[[ INFORMATION PROVIDED, beginning ]]

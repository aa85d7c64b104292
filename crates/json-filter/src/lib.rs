//! # json-filter
//!
//! A small filter language for pruning JSON documents.
//!
//! A filter specification names the fields to keep, or with a leading `-`
//! the fields to remove:
//!
//! ```text
//! a.b.c              keep a → b → c
//! a.b.c,x.y.z        keep two paths
//! a(b,c(d))          keep a.b and a.c.d
//! -a(b,c(d))         remove a.b and a.c.d, keep everything else
//! ```
//!
//! Arrays are transparent: a node applies to every element of an array it
//! meets.
//!
//! ## Quick start
//!
//! ```rust
//! use json_filter::{apply_filter, FilterSpecification};
//! use serde_json::json;
//!
//! let fs = FilterSpecification::parse("key1,key3(key31,key32)").unwrap();
//! let mut doc = json!({
//!     "key1": 1,
//!     "key2": 2,
//!     "key3": {"key31": 31, "key32": 32, "key33": 33},
//! });
//! apply_filter(&mut doc, &fs);
//! assert_eq!(doc, json!({"key1": 1, "key3": {"key31": 31, "key32": 32}}));
//! ```
//!
//! ## Modules
//!
//! - [`token`]: lexical categories and their anchored patterns
//! - [`lexer`]: on-demand scanner
//! - [`parser`]: recursive-descent parser producing a [`FilterTree`]
//! - [`node`]: arena-backed filter tree and the [`NodeRef`] view
//! - [`specification`]: [`FilterSpecification`], canonical form, sub-filters
//! - [`filter`]: the in-place filter engine
//! - [`extract`]: typed field extraction with validation
//! - [`error`]: error types

pub mod error;
pub mod extract;
pub mod filter;
pub mod lexer;
pub mod node;
pub mod parser;
pub mod specification;
pub mod token;

pub use error::{FilterError, ParsingError};
pub use filter::{apply_filter, filter_json, JsonFilter, JsonObjectFilter};
pub use node::{FilterTree, FilterType, NodeId, NodeRef};
pub use parser::Parser;
pub use specification::FilterSpecification;
pub use token::Token;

[[ INFORMATION PROVIDED, end ]]

**EXERCISE AIM**
Copy every line of the entries above in which "parser" occurs.

**ANSWER SPACE**
//! - [`parser`]: recursive-descent parser producing a [`FilterTree`]
pub mod parser;
pub use parser::Parser;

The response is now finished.